The index of prices received by farmers reached an all-time high of 280 by mid-March, while the index of prices paid by farmers also reached an all-time high of 229 at the same time. The Department of Agriculture expects that prices Of farm products will remain relatively high for the fest of the year, “due to the strength of basic sources of demand” – that is, to government buying for foreign relief.

The Wall Street Journal reports that its survey of the nine major agriculture areas indicates that the well-off farmers are on a “buying binge,” while city workers everywhere are having to pull in their belts. The durable consumers’ goods that city workers cannot afford to buy – the home freezers, refrigerators, washing machines, console radio-phonographs, airplanes, automobiles – are the items most sought by farmers.

In 1939, the 30.6 million people living on U.S. farms received cash income of $8,684 billion – or 12.3 per cent of national income. By 1946, farm income had climbed to $24,744 billion – or 15 per cent of the national figure. This percentage gain, observed the Wall Street Journal, was all the more remarkable because total farm population fell 5,000,000 between 1939 and 1946 while national population was increasing.

Affluent farmers have got out from under the old mortgages. In Wisconsin, mortgages have been whittled down between six per cent and seven per cent for each of the past few years. The total farm mortgage debt in that state has been reduced from $346 million in 1941 to a 1946 figure of $258 million – the lowest in 30 years.

From the viewpoint of cash farm receipts, the richest farmers, as might be expected, are those running the factory farms in California. California farmers accounted for eight per Cent of the total national cash farm receipts. Other prosperous farm states are Iowa, 7.4 per cent of the total cash income; Texas, 5.6 per cent; Illinois, 5.8 per cent; Minnesota, 4.2 per cent, etc.

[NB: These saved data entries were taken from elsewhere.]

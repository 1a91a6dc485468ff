//! Board State Machine
//!
//! Wraps the ticket store with the UI flags every handler works on:
//! composer visibility, delete mode, selected priority, lock state and
//! filter visibility. Each user interaction maps to one method here.

use std::collections::HashSet;

use crate::error::{BoardError, Result};
use crate::models::{Ticket, TicketColor, TicketId};
use crate::ticket_store::TicketStore;

/// UI flags owned by the board
#[derive(Debug, Clone, Default, PartialEq)]
pub struct UiState {
    /// Composer modal shown
    pub modal_open: bool,
    /// Clicking a ticket deletes it
    pub delete_mode: bool,
    /// Color for the next created ticket
    pub priority: TicketColor,
    /// Tickets whose task area is currently editable
    pub unlocked: HashSet<TicketId>,
    /// Tickets hidden by the last filter click
    pub hidden: HashSet<TicketId>,
}

pub struct Board {
    store: TicketStore,
    ui: UiState,
}

impl Board {
    pub fn new(store: TicketStore) -> Self {
        Self {
            store,
            ui: UiState::default(),
        }
    }

    #[cfg(test)]
    pub fn store(&self) -> &TicketStore {
        &self.store
    }

    pub fn ui(&self) -> &UiState {
        &self.ui
    }

    pub fn tickets(&self) -> &[Ticket] {
        self.store.tickets()
    }

    // ========================
    // Composer
    // ========================

    pub fn toggle_modal(&mut self) -> bool {
        self.ui.modal_open = !self.ui.modal_open;
        self.ui.modal_open
    }

    pub fn select_priority(&mut self, color: TicketColor) {
        self.ui.priority = color;
    }

    /// Create a ticket from composer text with the selected priority.
    ///
    /// Empty (after trimming) text is rejected and nothing changes.
    /// On success the composer closes.
    pub fn submit(&mut self, text: &str) -> Result<Ticket> {
        let task = text.trim();
        if task.is_empty() {
            return Err(BoardError::EmptyTask);
        }
        let ticket = self.store.add_ticket(self.ui.priority, task)?;
        self.ui.modal_open = false;
        Ok(ticket)
    }

    // ========================
    // Delete mode
    // ========================

    pub fn toggle_delete_mode(&mut self) -> bool {
        self.ui.delete_mode = !self.ui.delete_mode;
        log::info!("[Board] Delete mode {}", if self.ui.delete_mode { "on" } else { "off" });
        self.ui.delete_mode
    }

    /// Card click: removes the ticket only while delete mode is active
    pub fn click_ticket(&mut self, id: &TicketId) -> Result<Option<Ticket>> {
        if !self.ui.delete_mode {
            return Ok(None);
        }
        let removed = self.store.remove(id)?;
        if removed.is_some() {
            self.ui.unlocked.remove(id);
            self.ui.hidden.remove(id);
        }
        Ok(removed)
    }

    // ========================
    // Per-ticket handlers
    // ========================

    pub fn is_locked(&self, id: &TicketId) -> bool {
        !self.ui.unlocked.contains(id)
    }

    /// Flip the lock and commit `current_text` to the store.
    /// Returns true when the ticket ends up locked.
    pub fn toggle_lock(&mut self, id: &TicketId, current_text: &str) -> Result<bool> {
        if self.store.get(id).is_none() {
            return Ok(true);
        }
        self.store.update_text(id, current_text)?;
        let locked = !self.is_locked(id);
        if locked {
            self.ui.unlocked.remove(id);
        } else {
            self.ui.unlocked.insert(id.clone());
        }
        Ok(locked)
    }

    /// Cycle the ticket to the next palette color
    pub fn cycle_color(&mut self, id: &TicketId) -> Result<Option<TicketColor>> {
        self.store.update_color(id)
    }

    // ========================
    // Filter
    // ========================

    /// Show only tickets whose current color is `color`
    pub fn filter_by(&mut self, color: TicketColor) {
        self.ui.hidden = self
            .store
            .tickets()
            .iter()
            .filter(|t| t.color != color)
            .map(|t| t.id.clone())
            .collect();
        log::debug!("[Board] Filter {}: {} visible", color, self.visible_count());
    }

    pub fn show_all(&mut self) {
        self.ui.hidden.clear();
    }

    pub fn is_visible(&self, id: &TicketId) -> bool {
        !self.ui.hidden.contains(id)
    }

    pub fn visible_count(&self) -> usize {
        self.store
            .tickets()
            .iter()
            .filter(|t| self.is_visible(&t.id))
            .count()
    }
}
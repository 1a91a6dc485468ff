//! Toolbar Component
//!
//! Filter swatches plus the add and delete-mode buttons.

use leptos::prelude::*;

use crate::context::{alert, BoardContext};
use crate::models::PALETTE;
use crate::store::BoardViewStoreFields;

/// Top toolbar
#[component]
pub fn Toolbar() -> impl IntoView {
    let ctx = use_context::<BoardContext>().expect("BoardContext should be provided");
    let store = ctx.store;

    let toggle_delete_mode = move |_: web_sys::MouseEvent| {
        if ctx.dispatch(|board| board.toggle_delete_mode()) == Some(true) {
            alert("Delete mode activated!");
        }
    };

    view! {
        <div class="toolbox-cont">
            // Filter swatches: click filters, double-click shows all
            <div class="toolbox-priority-cont">
                {PALETTE.iter().map(|&color| view! {
                    <div
                        class=format!("{} color", color)
                        title=format!("Show {} tickets", color)
                        on:click=move |_| { ctx.dispatch(|board| board.filter_by(color)); }
                        on:dblclick=move |_| { ctx.dispatch(|board| board.show_all()); }
                    ></div>
                }).collect_view()}
            </div>

            <div class="action-btn-cont">
                <div class="add-btn" on:click=move |_| { ctx.dispatch(|board| board.toggle_modal()); }>
                    <i class="fa-solid fa-plus"></i>
                </div>
                <div
                    class="remove-btn"
                    style=move || if store.delete_mode().get() { "color: red;" } else { "color: white;" }
                    on:click=toggle_delete_mode
                >
                    <i class="fa-solid fa-xmark"></i>
                </div>
            </div>
        </div>
    }
}
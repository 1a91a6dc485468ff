//! Board View Store
//!
//! Reactive mirror of the board that components render from.
//! Uses Leptos reactive_stores for fine-grained reactivity; after every
//! board operation the changed fields are reconciled from the board.

use std::collections::HashSet;

use leptos::prelude::*;
use reactive_stores::Store;

use crate::board::Board;
use crate::models::{Ticket, TicketColor, TicketId};

/// Render state with field-level reactivity
#[derive(Clone, Debug, Default, PartialEq, Store)]
pub struct BoardView {
    /// Tickets in creation order
    pub tickets: Vec<Ticket>,
    pub modal_open: bool,
    pub delete_mode: bool,
    /// Active composer color
    pub priority: TicketColor,
    pub unlocked: HashSet<TicketId>,
    pub hidden: HashSet<TicketId>,
}

impl BoardView {
    pub fn from_board(board: &Board) -> Self {
        let ui = board.ui();
        Self {
            tickets: board.tickets().to_vec(),
            modal_open: ui.modal_open,
            delete_mode: ui.delete_mode,
            priority: ui.priority,
            unlocked: ui.unlocked.clone(),
            hidden: ui.hidden.clone(),
        }
    }
}

/// Type alias for the store
pub type BoardStore = Store<BoardView>;

// ========================
// Store Helper Functions
// ========================

/// Write a field only when its value changed, so unrelated views stay put
fn set_if_changed<T: PartialEq>(current: &mut T, next: T) -> bool {
    if *current == next {
        false
    } else {
        *current = next;
        true
    }
}

/// Reconcile the store with the board
pub fn store_sync(store: &BoardStore, board: &Board) {
    let next = BoardView::from_board(board);

    store.tickets().maybe_update(|t| set_if_changed(t, next.tickets));
    store.modal_open().maybe_update(|v| set_if_changed(v, next.modal_open));
    store.delete_mode().maybe_update(|v| set_if_changed(v, next.delete_mode));
    store.priority().maybe_update(|p| set_if_changed(p, next.priority));
    store.unlocked().maybe_update(|u| set_if_changed(u, next.unlocked));
    store.hidden().maybe_update(|h| set_if_changed(h, next.hidden));
}

/// Look up a ticket's stored color in the view
pub fn store_ticket_color(store: &BoardStore, id: &TicketId) -> Option<TicketColor> {
    store
        .tickets()
        .read()
        .iter()
        .find(|t| &t.id == id)
        .map(|t| t.color)
}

Ten states shared 48.8 per cent of the national farm cash income, which gives you an idea of how concentrated is farm prosperity.

The top layer of U.S. farmers is rolling in dough today. Like the ardent capitalists they are, they are charging all that the traffic will bear. Furthermore, their short-term future appears bright. Wall Street, motivated by its aim to buy off the revolution in Europe and Asia, is going to continue to ship huge quantities of food abroad. These heavy government food purchases constitute an assured: market for the farmer.

But the day of reckoning will be an awful one. It will come when government food purchases stop. The domestic market will be glutted with all sorts of grains, meats, vegetables, dairy products, which, at government-inflated prices cannot be absorbed by the masses in the cities. When those days come, you will see the political ties between the workers and the majority of the farmers – progressively loosened with the coming of the war and the decline of the Farmer-Labor movement – tightened again. On the other hand, the big farmers will more and more become the political appendage of Wall Street, and will be used to advance many Big Business proposals against the people.